Assignment
Retype each line exactly as it stands, beginning at the first line of the material and finishing with the line that contains "impl fmt::Display for JobId".

*** Opening Exercise material ***

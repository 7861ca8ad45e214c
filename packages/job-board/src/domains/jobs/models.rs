use serde::{Deserialize, Serialize};
use std::fmt;

/// Server-assigned job identifier. Never generated client-side.
#[derive(Debug, Clone, PartialEq, Eq, Hash, Serialize, Deserialize)]
#[serde(transparent)]
pub struct JobId(String);

impl JobId {
    pub fn new(id: impl Into<String>) -> Self {
        Self(id.into())
    }

    pub fn as_str(&self) -> &str {
        &self.0
    }
}

impl fmt::Display for JobId {
    fn fmt(&self, f: &mut fmt::Formatter<'_>) -> fmt::Result {
        f.write_str(&self.0)
    }
}

impl From<&str> for JobId {
    fn from(id: &str) -> Self {
        Self::new(id)
    }
}

/// Board column a job sits in. Declaration order is column order.
#[derive(Debug, Clone, Copy, PartialEq, Eq, Hash, Serialize, Deserialize)]
pub enum JobStatus {
    Opportunities,
    Applied,
    #[serde(rename = "Applied with Referral")]
    AppliedWithReferral,
    #[serde(rename = "Hiring Managers")]
    HiringManagers,
    Archived,
}

impl JobStatus {
    /// Every column, in board order.
    pub const ALL: [JobStatus; 5] = [
        JobStatus::Opportunities,
        JobStatus::Applied,
        JobStatus::AppliedWithReferral,
        JobStatus::HiringManagers,
        JobStatus::Archived,
    ];

    pub fn label(&self) -> &'static str {
        match self {
            JobStatus::Opportunities => "Opportunities",
            JobStatus::Applied => "Applied",
            JobStatus::AppliedWithReferral => "Applied with Referral",
            JobStatus::HiringManagers => "Hiring Managers",
            JobStatus::Archived => "Archived",
        }
    }

    /// Only the first column offers "add new". Creates with any status are still accepted.
    pub fn accepts_new(&self) -> bool {
        matches!(self, JobStatus::Opportunities)
    }

    pub fn from_label(label: &str) -> Option<Self> {
        Self::ALL.into_iter().find(|s| s.label() == label)
    }
}

impl fmt::Display for JobStatus {
    fn fmt(&self, f: &mut fmt::Formatter<'_>) -> fmt::Result {
        f.write_str(self.label())
    }
}

/// A job application record as returned by the jobs API.
#[derive(Debug, Clone, PartialEq, Eq, Serialize, Deserialize)]
#[serde(rename_all = "camelCase")]
pub struct Job {
    #[serde(alias = "_id")]
    pub id: JobId,
    pub title: String,
    pub company: String,
    #[serde(default, skip_serializing_if = "Option::is_none")]
    pub url: Option<String>,
    #[serde(default, skip_serializing_if = "Option::is_none")]
    pub referral_info: Option<String>,
    #[serde(default)]
    pub hiring_manager_links: Vec<String>,
    pub status: JobStatus,
}

impl Job {
    /// Copy of this job sitting in another column.
    pub fn with_status(&self, status: JobStatus) -> Self {
        Self {
            status,
            ..self.clone()
        }
    }

    pub fn posting_url(&self) -> Option<&str> {
        non_blank(self.url.as_deref())
    }

    pub fn referral(&self) -> Option<&str> {
        non_blank(self.referral_info.as_deref())
    }

    /// Hiring manager links as clickable hrefs, skipping empty entries.
    pub fn hiring_manager_hrefs(&self) -> Vec<String> {
        self.hiring_manager_links
            .iter()
            .filter(|l| !l.trim().is_empty())
            .map(|l| Self::link_href(l))
            .collect()
    }

    /// Bare hosts like `linkedin.com/in/x` get an https scheme.
    pub fn link_href(link: &str) -> String {
        let link = link.trim();
        if link.starts_with("http") {
            link.to_string()
        } else {
            format!("https://{}", link)
        }
    }
}

fn non_blank(value: Option<&str>) -> Option<&str> {
    value.filter(|v| !v.trim().is_empty())
}

/// Create request body: every job field except the id.
#[derive(Debug, Clone, PartialEq, Eq, Serialize)]
#[serde(rename_all = "camelCase")]
pub struct NewJob {
    pub title: String,
    pub company: String,
    #[serde(skip_serializing_if = "Option::is_none")]
    pub url: Option<String>,
    #[serde(skip_serializing_if = "Option::is_none")]
    pub referral_info: Option<String>,
    pub hiring_manager_links: Vec<String>,
    /// Left to the server's default when absent.
    #[serde(skip_serializing_if = "Option::is_none")]
    pub status: Option<JobStatus>,
}

/// Update request body. Absent fields are not sent.
#[derive(Debug, Clone, Default, PartialEq, Eq, Serialize)]
#[serde(rename_all = "camelCase")]
pub struct JobPatch {
    #[serde(skip_serializing_if = "Option::is_none")]
    pub title: Option<String>,
    #[serde(skip_serializing_if = "Option::is_none")]
    pub company: Option<String>,
    #[serde(skip_serializing_if = "Option::is_none")]
    pub url: Option<String>,
    #[serde(skip_serializing_if = "Option::is_none")]
    pub referral_info: Option<String>,
    #[serde(skip_serializing_if = "Option::is_none")]
    pub hiring_manager_links: Option<Vec<String>>,
    #[serde(skip_serializing_if = "Option::is_none")]
    pub status: Option<JobStatus>,
}

impl JobPatch {
    /// Status-only patch sent for a drag move.
    pub fn status(status: JobStatus) -> Self {
        Self {
            status: Some(status),
            ..Default::default()
        }
    }
}

/// A position on the board: column plus index within the column.
#[derive(Debug, Clone, Copy, PartialEq, Eq)]
pub struct DragLocation {
    pub column: JobStatus,
    pub index: usize,
}

impl DragLocation {
    pub fn new(column: JobStatus, index: usize) -> Self {
        Self { column, index }
    }
}

/// Result of a drag gesture. `destination` is `None` when the drop was cancelled.
#[derive(Debug, Clone, PartialEq, Eq)]
pub struct MoveEvent {
    pub job_id: JobId,
    pub source: DragLocation,
    pub destination: Option<DragLocation>,
}

impl MoveEvent {
    /// True when the drop lands nowhere or exactly where it started.
    pub fn is_noop(&self) -> bool {
        match self.destination {
            None => true,
            Some(dest) => dest == self.source,
        }
    }
}
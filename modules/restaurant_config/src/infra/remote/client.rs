//! HTTP client for a Supabase-compatible REST + Storage API

use super::error::RemoteStoreError;
use crate::config::RemoteConfig;
use crate::contract::{ProgressCallback, UploadProgress};
use crate::domain::repository::{ConfigSource, ObjectStorage, PutOptions};
use async_trait::async_trait;
use bytes::Bytes;
use futures::StreamExt;
use reqwest::header::{ACCEPT, CACHE_CONTROL, CONTENT_LENGTH, CONTENT_TYPE};
use reqwest::{RequestBuilder, Response, StatusCode};
use serde_json::{Map, Value};

/// Upload body chunk size; progress is reported once per chunk
const UPLOAD_CHUNK: usize = 64 * 1024;

/// Longest response body excerpt kept in error messages
const ERROR_BODY_PREVIEW: usize = 300;

/// Remote store reached over HTTP
///
/// Implements both the configuration document source and the object storage.
#[derive(Clone)]
pub struct SupabaseStore {
    http: reqwest::Client,
    base_url: String,
    api_key: String,
    config_table: String,
    config_row_id: i64,
}

impl SupabaseStore {
    pub fn new(remote: &RemoteConfig) -> Result<Self, RemoteStoreError> {
        let base_url = remote.base_url.trim_end_matches('/').to_string();
        url::Url::parse(&base_url).map_err(|e| RemoteStoreError::InvalidUrl {
            input: remote.base_url.clone(),
            reason: e.to_string(),
        })?;

        let http = reqwest::Client::builder()
            .timeout(remote.request_timeout)
            .build()?;

        Ok(Self {
            http,
            base_url,
            api_key: remote.api_key.clone(),
            config_table: remote.config_table.clone(),
            config_row_id: remote.config_row_id,
        })
    }

    fn endpoint(&self, path: &str) -> String {
        format!("{}/{}", self.base_url, path)
    }

    fn authorized(&self, request: RequestBuilder) -> RequestBuilder {
        request
            .header("apikey", &self.api_key)
            .bearer_auth(&self.api_key)
    }

    async fn fetch_row(&self) -> Result<Map<String, Value>, RemoteStoreError> {
        let operation = "config fetch";
        let request = self
            .http
            .get(self.endpoint(&format!("rest/v1/{}", self.config_table)))
            .query(&[
                ("id", format!("eq.{}", self.config_row_id)),
                ("select", "*".to_string()),
            ])
            .header(ACCEPT, "application/vnd.pgrst.object+json");

        let response = self.authorized(request).send().await?;
        let resource = format!("{} row {}", self.config_table, self.config_row_id);
        if matches!(
            response.status(),
            StatusCode::NOT_FOUND | StatusCode::NOT_ACCEPTABLE
        ) {
            return Err(RemoteStoreError::NotFound { resource });
        }
        let response = ensure_success(response, operation).await?;

        match response.json::<Value>().await? {
            Value::Object(row) => Ok(row),
            // Servers ignoring the single-object Accept header answer with an array
            Value::Array(rows) => match rows.into_iter().next() {
                Some(Value::Object(row)) => Ok(row),
                Some(_) => Err(RemoteStoreError::UnexpectedResponse {
                    operation,
                    reason: "row is not a JSON object".to_string(),
                }),
                None => Err(RemoteStoreError::NotFound { resource }),
            },
            other => Err(RemoteStoreError::UnexpectedResponse {
                operation,
                reason: format!("expected a JSON object, got {}", other),
            }),
        }
    }

    async fn put_object(
        &self,
        bucket: &str,
        path: &str,
        data: Bytes,
        options: &PutOptions,
        progress: Option<ProgressCallback>,
    ) -> Result<(), RemoteStoreError> {
        let total = data.len();
        let body = match progress {
            Some(progress) => progress_body(data, progress),
            None => reqwest::Body::from(data),
        };

        let request = self
            .http
            .post(self.endpoint(&format!(
                "storage/v1/object/{}/{}",
                bucket,
                encode_path(path)
            )))
            .header(CONTENT_TYPE, &options.content_type)
            .header(CONTENT_LENGTH, total)
            .header(CACHE_CONTROL, format!("max-age={}", options.cache_control))
            .header("x-upsert", if options.upsert { "true" } else { "false" })
            .body(body);

        let response = self.authorized(request).send().await?;
        ensure_success(response, "object upload").await?;
        Ok(())
    }

    async fn remove_objects(&self, bucket: &str, paths: &[String]) -> Result<(), RemoteStoreError> {
        let request = self
            .http
            .delete(self.endpoint(&format!("storage/v1/object/{}", bucket)))
            .json(&serde_json::json!({ "prefixes": paths }));

        let response = self.authorized(request).send().await?;
        ensure_success(response, "object removal").await?;
        Ok(())
    }
}

#[async_trait]
impl ConfigSource for SupabaseStore {
    async fn fetch_config(&self) -> anyhow::Result<Map<String, Value>> {
        Ok(self.fetch_row().await?)
    }
}

#[async_trait]
impl ObjectStorage for SupabaseStore {
    async fn put(
        &self,
        bucket: &str,
        path: &str,
        data: Bytes,
        options: &PutOptions,
        progress: Option<ProgressCallback>,
    ) -> anyhow::Result<()> {
        Ok(self.put_object(bucket, path, data, options, progress).await?)
    }

    fn public_url(&self, bucket: &str, path: &str) -> String {
        self.endpoint(&format!(
            "storage/v1/object/public/{}/{}",
            bucket,
            encode_path(path)
        ))
    }

    async fn remove(&self, bucket: &str, paths: &[String]) -> anyhow::Result<()> {
        Ok(self.remove_objects(bucket, paths).await?)
    }

    fn reports_progress(&self) -> bool {
        true
    }
}

/// Turn a non-2xx response into an error carrying a body excerpt
async fn ensure_success(
    response: Response,
    operation: &'static str,
) -> Result<Response, RemoteStoreError> {
    let status = response.status();
    if status.is_success() {
        return Ok(response);
    }
    let body = response.text().await.unwrap_or_default();
    let message: String = body.chars().take(ERROR_BODY_PREVIEW).collect();
    tracing::warn!(
        status = status.as_u16(),
        operation,
        preview = %message,
        "remote store returned non-success status"
    );
    Err(RemoteStoreError::HttpStatus {
        status,
        operation,
        message,
    })
}

/// Percent-encode each segment of an object path, keeping the separators
fn encode_path(path: &str) -> String {
    path.split('/')
        .map(|segment| urlencoding::encode(segment).into_owned())
        .collect::<Vec<_>>()
        .join("/")
}

/// Stream `data` in chunks, reporting cumulative progress as each chunk is sent.
///
/// The last chunk is not reported: 100% is only known once the server accepts the object.
fn progress_body(data: Bytes, progress: ProgressCallback) -> reqwest::Body {
    let total = data.len() as u64;
    let chunks: Vec<Bytes> = (0..data.len())
        .step_by(UPLOAD_CHUNK)
        .map(|start| data.slice(start..(start + UPLOAD_CHUNK).min(data.len())))
        .collect();

    let mut sent = 0u64;
    let stream = futures::stream::iter(chunks).map(move |chunk| {
        sent += chunk.len() as u64;
        if sent < total {
            progress(UploadProgress::new(sent, total));
        }
        Ok::<Bytes, std::io::Error>(chunk)
    });
    reqwest::Body::wrap_stream(stream)
}
//! Media asset upload and removal against remote object storage

use super::format::random_token;
use super::repository::{ObjectStorage, PutOptions};
use super::validation::validate_upload;
use crate::contract::{
    AssetCategory, AssetError, ProgressCallback, StoredAsset, UploadFile, UploadProgress,
};
use std::sync::Arc;

/// Length of the random token in dish image file names
const TOKEN_LEN: usize = 6;

/// Uploads dish images and receipts and removes them by public URL
pub struct AssetUploader {
    storage: Arc<dyn ObjectStorage>,
    max_upload_bytes: u64,
    cache_control: String,
}

impl AssetUploader {
    pub fn new(
        storage: Arc<dyn ObjectStorage>,
        max_upload_bytes: u64,
        cache_control: impl Into<String>,
    ) -> Self {
        Self {
            storage,
            max_upload_bytes,
            cache_control: cache_control.into(),
        }
    }

    /// Validate and store `file`, returning its path and public URL.
    ///
    /// Validation failures return before the storage is touched. Objects are
    /// never overwritten: a path collision is reported as a remote error.
    pub async fn upload(
        &self,
        file: Option<UploadFile>,
        category: AssetCategory,
        subfolder: Option<&str>,
        on_progress: Option<ProgressCallback>,
    ) -> Result<StoredAsset, AssetError> {
        let millis = chrono::Utc::now().timestamp_millis();
        self.upload_at(file, category, subfolder, on_progress, millis)
            .await
    }

    /// [`AssetUploader::upload`] with the file name timestamp fixed to `millis`
    pub async fn upload_at(
        &self,
        file: Option<UploadFile>,
        category: AssetCategory,
        subfolder: Option<&str>,
        on_progress: Option<ProgressCallback>,
        millis: i64,
    ) -> Result<StoredAsset, AssetError> {
        let file = validate_upload(file.as_ref(), self.max_upload_bytes).map_err(|e| {
            tracing::warn!(category = %category, error = %e, "Rejected upload");
            e
        })?;

        let file_name = object_file_name(file, category, millis);
        let path = object_path(subfolder, &file_name);
        let bucket = category.bucket();
        let options = PutOptions {
            content_type: file.content_type.clone(),
            cache_control: self.cache_control.clone(),
            upsert: false,
        };

        let transport_progress = if self.storage.reports_progress() {
            on_progress.clone()
        } else {
            None
        };

        if let Err(e) = self
            .storage
            .put(bucket, &path, file.data.clone(), &options, transport_progress)
            .await
        {
            tracing::error!(bucket, path = %path, error = ?e, "Failed to upload asset");
            return Err(AssetError::remote("upload", &e));
        }

        if let Some(on_progress) = on_progress {
            on_progress(UploadProgress::complete(file.size()));
        }

        let url = self.storage.public_url(bucket, &path);
        tracing::info!(bucket, path = %path, bytes = file.size(), "Uploaded asset");

        Ok(StoredAsset {
            category,
            path,
            url,
        })
    }

    /// Remove the object behind a public URL of `category`'s bucket.
    ///
    /// URLs that are empty or do not point into the bucket are left alone and
    /// reported as success.
    pub async fn remove(&self, url: &str, category: AssetCategory) -> Result<(), AssetError> {
        let bucket = category.bucket();
        let Some(path) = relative_path_from_url(url, bucket) else {
            tracing::debug!(bucket, url, "URL does not belong to bucket, nothing to remove");
            return Ok(());
        };

        self.storage
            .remove(bucket, std::slice::from_ref(&path))
            .await
            .map_err(|e| {
                tracing::error!(bucket, path = %path, error = ?e, "Failed to remove asset");
                AssetError::remote("remove", &e)
            })?;

        tracing::info!(bucket, path = %path, "Removed asset");
        Ok(())
    }
}

/// `{millis}_{token}.{ext}` for dish images, `{millis}_{sanitized stem}.{ext}` for receipts
pub fn object_file_name(file: &UploadFile, category: AssetCategory, millis: i64) -> String {
    let (stem, extension) = split_file_name(file);
    let label = match category {
        AssetCategory::DishImage => random_token(TOKEN_LEN),
        AssetCategory::Receipt => {
            let sanitized = sanitize(stem);
            if sanitized.is_empty() {
                random_token(TOKEN_LEN)
            } else {
                sanitized
            }
        }
    };
    format!("{}_{}.{}", millis, label, extension)
}

/// `[subfolder/]file_name`, ignoring stray slashes around the subfolder
pub fn object_path(subfolder: Option<&str>, file_name: &str) -> String {
    match subfolder.map(|s| s.trim_matches('/')) {
        Some(folder) if !folder.is_empty() => format!("{}/{}", folder, file_name),
        _ => file_name.to_string(),
    }
}

/// Object path inside `bucket` addressed by a public URL, if it is one of ours
pub fn relative_path_from_url(url: &str, bucket: &str) -> Option<String> {
    let marker = format!("/public/{}/", bucket);
    let start = url.find(&marker)? + marker.len();
    let rest = &url[start..];
    let end = rest.find(['?', '#']).unwrap_or(rest.len());
    let raw = &rest[..end];
    if raw.is_empty() {
        return None;
    }
    let path = urlencoding::decode(raw)
        .map(|p| p.into_owned())
        .unwrap_or_else(|_| raw.to_string());
    Some(path)
}

/// Stem and extension of the original name; the extension falls back to the MIME subtype
fn split_file_name(file: &UploadFile) -> (&str, String) {
    match file.name.rsplit_once('.') {
        Some((stem, ext)) if !ext.is_empty() && ext.chars().all(|c| c.is_ascii_alphanumeric()) => {
            (stem, ext.to_string())
        }
        _ => (file.name.as_str(), extension_for_mime(&file.content_type)),
    }
}

fn extension_for_mime(content_type: &str) -> String {
    content_type
        .parse::<mime::Mime>()
        .map(|m| match m.subtype().as_str() {
            "jpeg" | "jpg" => "jpg".to_string(),
            other => other.to_ascii_lowercase(),
        })
        .unwrap_or_else(|_| "bin".to_string())
}

fn sanitize(stem: &str) -> String {
    stem.chars()
        .map(|c| if c.is_ascii_alphanumeric() { c } else { '_' })
        .collect()
}
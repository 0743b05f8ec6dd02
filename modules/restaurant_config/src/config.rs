//! Configuration for restaurant config module

use anyhow::{bail, Context, Result};
use figment::{
    providers::{Env, Format, Yaml},
    Figment,
};
use serde::Deserialize;
use std::path::Path;
use std::time::Duration;

/// Environment variable prefix; nested keys are separated by `__`
pub const ENV_PREFIX: &str = "RESTAURANT_CONFIG_";

/// Restaurant config module configuration
#[derive(Debug, Clone, Deserialize)]
#[serde(deny_unknown_fields)]
pub struct Config {
    /// Remote store connection
    #[serde(default)]
    pub remote: RemoteConfig,

    /// How long stock lookups stay valid after the last write
    #[serde(default = "default_stock_cache_ttl", with = "humantime_serde")]
    pub stock_cache_ttl: Duration,

    /// Interval of the background pricing refresh
    #[serde(default = "default_refresh_interval", with = "humantime_serde")]
    pub refresh_interval: Duration,

    /// Maximum accepted upload size in bytes
    #[serde(default = "default_max_upload_bytes")]
    pub max_upload_bytes: u64,

    /// `Cache-Control` max-age (seconds) stored with uploaded objects
    #[serde(default = "default_cache_control")]
    pub cache_control: String,
}

/// Remote store (REST + object storage) connection settings
#[derive(Debug, Clone, Deserialize)]
#[serde(deny_unknown_fields)]
pub struct RemoteConfig {
    /// Project base URL, e.g. `https://abc.supabase.co`
    #[serde(default)]
    pub base_url: String,

    /// Publishable API key sent with every request
    #[serde(default)]
    pub api_key: String,

    /// Table holding the pricing configuration row
    #[serde(default = "default_config_table")]
    pub config_table: String,

    /// Primary key of the pricing configuration row
    #[serde(default = "default_config_row_id")]
    pub config_row_id: i64,

    /// Per-request timeout of the HTTP transport
    #[serde(default = "default_request_timeout", with = "humantime_serde")]
    pub request_timeout: Duration,
}

impl Default for Config {
    fn default() -> Self {
        Self {
            remote: RemoteConfig::default(),
            stock_cache_ttl: default_stock_cache_ttl(),
            refresh_interval: default_refresh_interval(),
            max_upload_bytes: default_max_upload_bytes(),
            cache_control: default_cache_control(),
        }
    }
}

impl Default for RemoteConfig {
    fn default() -> Self {
        Self {
            base_url: String::new(),
            api_key: String::new(),
            config_table: default_config_table(),
            config_row_id: default_config_row_id(),
            request_timeout: default_request_timeout(),
        }
    }
}

impl Config {
    /// Load configuration from an optional YAML file, overridden by
    /// `RESTAURANT_CONFIG_*` environment variables.
    pub fn load(path: Option<&Path>) -> Result<Self> {
        let mut figment = Figment::new();
        if let Some(path) = path {
            figment = figment.merge(Yaml::file(path));
        }
        let cfg: Config = figment
            .merge(Env::prefixed(ENV_PREFIX).split("__"))
            .extract()
            .context("failed to load restaurant config")?;
        cfg.validate()?;
        Ok(cfg)
    }

    /// Reject settings the module cannot run with
    pub fn validate(&self) -> Result<()> {
        let url = url::Url::parse(&self.remote.base_url)
            .with_context(|| format!("invalid remote.base_url '{}'", self.remote.base_url))?;
        if !matches!(url.scheme(), "http" | "https") {
            bail!("remote.base_url must use http or https, got '{}'", url.scheme());
        }
        if self.remote.api_key.trim().is_empty() {
            bail!("remote.api_key must not be empty");
        }
        if self.remote.config_table.trim().is_empty() {
            bail!("remote.config_table must not be empty");
        }
        if self.stock_cache_ttl.is_zero() || self.refresh_interval.is_zero() {
            bail!("stock_cache_ttl and refresh_interval must be non-zero");
        }
        if self.remote.request_timeout.is_zero() {
            bail!("remote.request_timeout must be non-zero");
        }
        if self.max_upload_bytes == 0 {
            bail!("max_upload_bytes must be non-zero");
        }
        Ok(())
    }
}

fn default_stock_cache_ttl() -> Duration {
    Duration::from_secs(30)
}

fn default_refresh_interval() -> Duration {
    Duration::from_secs(300)
}

fn default_max_upload_bytes() -> u64 {
    5 * 1024 * 1024 // 5MiB
}

fn default_cache_control() -> String {
    "3600".to_string()
}

fn default_config_table() -> String {
    "config".to_string()
}

fn default_config_row_id() -> i64 {
    1
}

fn default_request_timeout() -> Duration {
    Duration::from_secs(30)
}

#[cfg(test)]
mod tests {
    use super::*;

    #[test]
    fn test_defaults() {
        let cfg = Config::default();
        assert_eq!(cfg.max_upload_bytes, 5 * 1024 * 1024);
        assert_eq!(cfg.remote.config_table, "config");
        assert_eq!(cfg.remote.config_row_id, 1);
        assert_eq!(cfg.stock_cache_ttl, Duration::from_secs(30));
        assert_eq!(cfg.cache_control, "3600");
    }

    #[test]
    fn test_default_config_is_rejected_without_remote() {
        assert!(Config::default().validate().is_err());
    }

    #[test]
    fn test_load_from_yaml_and_env() {
        figment::Jail::expect_with(|jail| {
            jail.create_file(
                "restaurant.yaml",
                r#"
remote:
  base_url: "https://demo.supabase.co"
  api_key: "anon-key"
stock_cache_ttl: "45s"
refresh_interval: "2m"
"#,
            )?;
            jail.set_env("RESTAURANT_CONFIG_MAX_UPLOAD_BYTES", "1024");
            jail.set_env("RESTAURANT_CONFIG_REMOTE__CONFIG_ROW_ID", "7");

            let cfg = Config::load(Some(Path::new("restaurant.yaml")))
                .map_err(|e| figment::Error::from(e.to_string()))?;
            assert_eq!(cfg.remote.base_url, "https://demo.supabase.co");
            assert_eq!(cfg.remote.config_row_id, 7);
            assert_eq!(cfg.max_upload_bytes, 1024);
            assert_eq!(cfg.stock_cache_ttl, Duration::from_secs(45));
            assert_eq!(cfg.refresh_interval, Duration::from_secs(120));
            Ok(())
        });
    }

    #[test]
    fn test_unknown_keys_are_rejected() {
        figment::Jail::expect_with(|jail| {
            jail.create_file(
                "restaurant.yaml",
                r#"
remote:
  base_url: "https://demo.supabase.co"
  api_key: "anon-key"
admin_password: "654321"
"#,
            )?;
            assert!(Config::load(Some(Path::new("restaurant.yaml"))).is_err());
            Ok(())
        });
    }

    #[test]
    fn test_rejects_non_http_base_url() {
        let mut cfg = Config::default();
        cfg.remote.base_url = "ftp://demo.supabase.co".to_string();
        cfg.remote.api_key = "anon-key".to_string();
        assert!(cfg.validate().is_err());

        cfg.remote.base_url = "https://demo.supabase.co".to_string();
        assert!(cfg.validate().is_ok());
    }
}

*** Closing Exercise material ***

Answer for this exercise
repository 7861ca8ad45e214c
filename packages/job-board/src/domains/jobs/models.rs
use serde::{Deserialize, Serialize};
use std::fmt;

/// Server-assigned job identifier. Never generated client-side.
#[derive(Debug, Clone, PartialEq, Eq, Hash, Serialize, Deserialize)]
#[serde(transparent)]
pub struct JobId(String);

impl JobId {
    pub fn new(id: impl Into<String>) -> Self {
        Self(id.into())
    }

    pub fn as_str(&self) -> &str {
        &self.0
    }
}

impl fmt::Display for JobId {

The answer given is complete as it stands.